▶ _Your task_
Gather, from the data below, each line in which the word "frame" occurs.

Saved entries
# # #

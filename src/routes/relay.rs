//! Relay WebSocket route configuration.

use axum::{Router, routing::get};
use std::sync::Arc;
use tower_http::trace::TraceLayer;

use crate::handlers::relay_handler;
use crate::state::AppState;

/// Create the relay WebSocket router.
///
/// # Endpoint
///
/// `GET /calls/{call_id}` - WebSocket upgrade for one call connection
///
/// # Protocol
///
/// After the upgrade the server immediately sends a `config` frame and
/// starts its heartbeat. The platform then sends `call_details` once,
/// followed by `ping_pong`, `update_only`, `response_required`, and
/// `reminder_required` events for the life of the call. The server streams
/// back `response` frames; each response id ends in exactly one frame with
/// `content_complete: true`.
pub fn create_relay_router() -> Router<Arc<AppState>> {
    Router::new()
        .route("/calls/{call_id}", get(relay_handler))
        .layer(TraceLayer::new_for_http())
}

# # #

▶ _Result of the exercise_
/// After the upgrade the server immediately sends a `config` frame and
/// back `response` frames; each response id ends in exactly one frame with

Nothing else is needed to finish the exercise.